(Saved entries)
BEGIN

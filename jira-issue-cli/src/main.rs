mod cli_args;
mod commands;

use anyhow::Result;
use tracing::debug;
use tracing_subscriber::prelude::*;
use tracing_subscriber::{fmt, EnvFilter};

use crate::cli_args::{parse_cli_action, print_help, CliAction};

fn main() -> Result<()> {
    let options = match parse_cli_action()? {
        CliAction::Help => {
            print_help();
            return Ok(());
        }
        CliAction::Run(options) => options,
    };

    init_tracing(options.verbosity);

    let output = commands::run(&options)?;
    println!("{output}");
    Ok(())
}

fn init_tracing(verbosity: u8) {
    let level = match verbosity {
        0 => tracing::Level::WARN,
        1 => tracing::Level::INFO,
        2 => tracing::Level::DEBUG,
        _ => tracing::Level::TRACE,
    };

    // stdout carries the JSON output, logs go to stderr.
    tracing_subscriber::registry()
        .with(fmt::layer().with_writer(std::io::stderr))
        .with(EnvFilter::from_default_env().add_directive(level.into()))
        .init();

    debug!("Tracing initialized with level: {}", level);
}
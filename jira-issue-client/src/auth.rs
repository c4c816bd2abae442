use std::{
    io::Read,
    process::{Command, Stdio},
    sync::mpsc::{self, RecvTimeoutError},
    thread,
    time::{Duration, Instant},
};

use base64::{engine::general_purpose::STANDARD, Engine as _};
use jira_issue_config::Authentication;
use tracing::debug;

use crate::error::{JiraError, Result};

pub const CREDENTIAL_COMMAND_TIMEOUT: Duration = Duration::from_secs(10);
const POLL_INTERVAL: Duration = Duration::from_millis(20);

/// Headers for one request: the authorization header of the configured mode, then `accept`.
pub fn build_headers(authentication: &Authentication) -> Result<Vec<(String, String)>> {
    let mut headers = Vec::with_capacity(2);

    match authentication {
        Authentication::Open => {}
        Authentication::Basic { username, password } => headers.push((
            "Authorization".to_string(),
            format!("Basic {}", basic_credentials(username, password)),
        )),
        Authentication::BearerToken { header_name, token } => {
            headers.push((header_name.clone(), format!("Bearer {token}")))
        }
        Authentication::Custom {
            header_name,
            command,
        } => headers.push((
            header_name.clone(),
            run_credential_command(command, CREDENTIAL_COMMAND_TIMEOUT)?,
        )),
    }

    headers.push(("accept".to_string(), "*/*".to_string()));
    Ok(headers)
}

fn basic_credentials(username: &str, password: &str) -> String {
    STANDARD.encode(format!("{username}:{password}"))
}

/// Runs `command` without a shell and returns its stdout minus trailing line terminators.
pub fn run_credential_command(command: &str, timeout: Duration) -> Result<String> {
    let parts = shlex::split(command.trim())
        .ok_or_else(|| JiraError::CredentialCommand("unbalanced quotes in command".to_string()))?;
    let Some((program, args)) = parts.split_first() else {
        return Err(JiraError::CredentialCommand("command is empty".to_string()));
    };

    debug!(program = %program, "running credential command");
    let mut child = Command::new(program)
        .args(args)
        .stdin(Stdio::null())
        .stdout(Stdio::piped())
        .stderr(Stdio::null())
        .spawn()
        .map_err(|error| {
            JiraError::CredentialCommand(format!("failed to start '{program}': {error}"))
        })?;

    let mut stdout = child
        .stdout
        .take()
        .ok_or_else(|| JiraError::CredentialCommand("stdout was not captured".to_string()))?;
    let (output_tx, output_rx) = mpsc::channel();
    thread::spawn(move || {
        let mut buffer = Vec::new();
        let _ = output_tx.send(stdout.read_to_end(&mut buffer).map(|_| buffer));
    });

    // One deadline covers both the exit and the end of stdout.
    let deadline = Instant::now() + timeout;
    let timed_out = || {
        JiraError::CredentialCommand(format!(
            "'{program}' timed out after {}s",
            timeout.as_secs_f32()
        ))
    };

    let status = loop {
        match child.try_wait() {
            Ok(Some(status)) => break status,
            Ok(None) => {
                if Instant::now() >= deadline {
                    let _ = child.kill();
                    let _ = child.wait();
                    return Err(timed_out());
                }
                thread::sleep(POLL_INTERVAL);
            }
            Err(error) => {
                return Err(JiraError::CredentialCommand(format!(
                    "failed to wait for '{program}': {error}"
                )))
            }
        }
    };

    if !status.success() {
        return Err(JiraError::CredentialCommand(format!(
            "'{program}' exited with {status}"
        )));
    }

    let output = match output_rx.recv_timeout(deadline.saturating_duration_since(Instant::now())) {
        Ok(read) => read.map_err(|error| {
            JiraError::CredentialCommand(format!("failed to read output of '{program}': {error}"))
        })?,
        Err(RecvTimeoutError::Timeout) => return Err(timed_out()),
        Err(RecvTimeoutError::Disconnected) => {
            return Err(JiraError::CredentialCommand(
                "stdout reader stopped unexpectedly".to_string(),
            ))
        }
    };
    let output = String::from_utf8(output).map_err(|_| {
        JiraError::CredentialCommand(format!("'{program}' printed non UTF-8 output"))
    })?;

    let value = output.trim_end_matches(['\r', '\n']);
    if value.trim().is_empty() {
        return Err(JiraError::CredentialCommand(format!(
            "'{program}' printed nothing"
        )));
    }
    Ok(value.to_string())
}
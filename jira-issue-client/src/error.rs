use thiserror::Error;

/// Failure of the underlying HTTP primitive (connection, TLS, timeout, body read).
#[derive(Debug, Error)]
pub enum TransportError {
    #[error(transparent)]
    Http(#[from] reqwest::Error),
    #[error("{0}")]
    Other(String),
}

#[derive(Debug, Error)]
pub enum JiraError {
    #[error("Request error")]
    Request(#[source] TransportError),

    /// Non-200 response carrying `errorMessages`, joined with newlines.
    #[error("{0}")]
    Api(String),

    #[error("HTTP status {0}")]
    HttpStatus(u16),

    #[error("credential command failed: {0}")]
    CredentialCommand(String),

    #[error("invalid Jira URL: {0}")]
    InvalidUrl(#[from] url::ParseError),

    #[error("failed to decode Jira response: {0}")]
    Decode(#[from] serde_json::Error),

    #[error("Jira response is missing {0}")]
    MissingField(&'static str),
}

pub type Result<T, E = JiraError> = std::result::Result<T, E>;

END

◆ TASK DETAILS
All of the entries above are to be printed again exactly.

◆ COMPLETED EXERCISE
filename jira-issue-cli/src/main.rs
mod cli_args;
mod commands;

use anyhow::Result;
use tracing::debug;
use tracing_subscriber::prelude::*;
use tracing_subscriber::{fmt, EnvFilter};

use crate::cli_args::{parse_cli_action, print_help, CliAction};

fn main() -> Result<()> {
    let options = match parse_cli_action()? {
        CliAction::Help => {
            print_help();
            return Ok(());
        }
        CliAction::Run(options) => options,
    };

    init_tracing(options.verbosity);

    let output = commands::run(&options)?;
    println!("{output}");
    Ok(())
}

fn init_tracing(verbosity: u8) {
    let level = match verbosity {
        0 => tracing::Level::WARN,
        1 => tracing::Level::INFO,
        2 => tracing::Level::DEBUG,
        _ => tracing::Level::TRACE,
    };

    // stdout carries the JSON output, logs go to stderr.
    tracing_subscriber::registry()
        .with(fmt::layer().with_writer(std::io::stderr))
        .with(EnvFilter::from_default_env().add_directive(level.into()))
        .init();

    debug!("Tracing initialized with level: {}", level);
}
filename jira-issue-client/src/auth.rs
repository c4c816bd2abae442
use std::{
    io::Read,
    process::{Command, Stdio},
    sync::mpsc::{self, RecvTimeoutError},
    thread,
    time::{Duration, Instant},
};

use base64::{engine::general_purpose::STANDARD, Engine as _};
use jira_issue_config::Authentication;
use tracing::debug;

use crate::error::{JiraError, Result};

pub const CREDENTIAL_COMMAND_TIMEOUT: Duration = Duration::from_secs(10);
const POLL_INTERVAL: Duration = Duration::from_millis(20);

/// Headers for one request: the authorization header of the configured mode, then `accept`.
pub fn build_headers(authentication: &Authentication) -> Result<Vec<(String, String)>> {
    let mut headers = Vec::with_capacity(2);

    match authentication {
        Authentication::Open => {}
        Authentication::Basic { username, password } => headers.push((
            "Authorization".to_string(),
            format!("Basic {}", basic_credentials(username, password)),
        )),
        Authentication::BearerToken { header_name, token } => {
            headers.push((header_name.clone(), format!("Bearer {token}")))
        }
        Authentication::Custom {
            header_name,
            command,
        } => headers.push((
            header_name.clone(),
            run_credential_command(command, CREDENTIAL_COMMAND_TIMEOUT)?,
        )),
    }

    headers.push(("accept".to_string(), "*/*".to_string()));
    Ok(headers)
}

fn basic_credentials(username: &str, password: &str) -> String {
    STANDARD.encode(format!("{username}:{password}"))
}

/// Runs `command` without a shell and returns its stdout minus trailing line terminators.
pub fn run_credential_command(command: &str, timeout: Duration) -> Result<String> {
    let parts = shlex::split(command.trim())
        .ok_or_else(|| JiraError::CredentialCommand("unbalanced quotes in command".to_string()))?;
    let Some((program, args)) = parts.split_first() else {
        return Err(JiraError::CredentialCommand("command is empty".to_string()));
    };

    debug!(program = %program, "running credential command");
    let mut child = Command::new(program)
        .args(args)
        .stdin(Stdio::null())
        .stdout(Stdio::piped())
        .stderr(Stdio::null())
        .spawn()
        .map_err(|error| {
            JiraError::CredentialCommand(format!("failed to start '{program}': {error}"))
        })?;

    let mut stdout = child
        .stdout
        .take()
        .ok_or_else(|| JiraError::CredentialCommand("stdout was not captured".to_string()))?;
    let (output_tx, output_rx) = mpsc::channel();
    thread::spawn(move || {
        let mut buffer = Vec::new();
        let _ = output_tx.send(stdout.read_to_end(&mut buffer).map(|_| buffer));
    });

    // One deadline covers both the exit and the end of stdout.
    let deadline = Instant::now() + timeout;
    let timed_out = || {
        JiraError::CredentialCommand(format!(
            "'{program}' timed out after {}s",
            timeout.as_secs_f32()
        ))
    };

    let status = loop {
        match child.try_wait() {
            Ok(Some(status)) => break status,
            Ok(None) => {
                if Instant::now() >= deadline {
                    let _ = child.kill();
                    let _ = child.wait();
                    return Err(timed_out());
                }
                thread::sleep(POLL_INTERVAL);
            }
            Err(error) => {
                return Err(JiraError::CredentialCommand(format!(
                    "failed to wait for '{program}': {error}"
                )))
            }
        }
    };

    if !status.success() {
        return Err(JiraError::CredentialCommand(format!(
            "'{program}' exited with {status}"
        )));
    }

    let output = match output_rx.recv_timeout(deadline.saturating_duration_since(Instant::now())) {
        Ok(read) => read.map_err(|error| {
            JiraError::CredentialCommand(format!("failed to read output of '{program}': {error}"))
        })?,
        Err(RecvTimeoutError::Timeout) => return Err(timed_out()),
        Err(RecvTimeoutError::Disconnected) => {
            return Err(JiraError::CredentialCommand(
                "stdout reader stopped unexpectedly".to_string(),
            ))
        }
    };
    let output = String::from_utf8(output).map_err(|_| {
        JiraError::CredentialCommand(format!("'{program}' printed non UTF-8 output"))
    })?;

    let value = output.trim_end_matches(['\r', '\n']);
    if value.trim().is_empty() {
        return Err(JiraError::CredentialCommand(format!(
            "'{program}' printed nothing"
        )));
    }
    Ok(value.to_string())
}
filename jira-issue-client/src/error.rs
use thiserror::Error;

/// Failure of the underlying HTTP primitive (connection, TLS, timeout, body read).
#[derive(Debug, Error)]
pub enum TransportError {
    #[error(transparent)]
    Http(#[from] reqwest::Error),
    #[error("{0}")]
    Other(String),
}

#[derive(Debug, Error)]
pub enum JiraError {
    #[error("Request error")]
    Request(#[source] TransportError),

    /// Non-200 response carrying `errorMessages`, joined with newlines.
    #[error("{0}")]
    Api(String),

    #[error("HTTP status {0}")]
    HttpStatus(u16),

    #[error("credential command failed: {0}")]
    CredentialCommand(String),

    #[error("invalid Jira URL: {0}")]
    InvalidUrl(#[from] url::ParseError),

    #[error("failed to decode Jira response: {0}")]
    Decode(#[from] serde_json::Error),

    #[error("Jira response is missing {0}")]
    MissingField(&'static str),
}

pub type Result<T, E = JiraError> = std::result::Result<T, E>;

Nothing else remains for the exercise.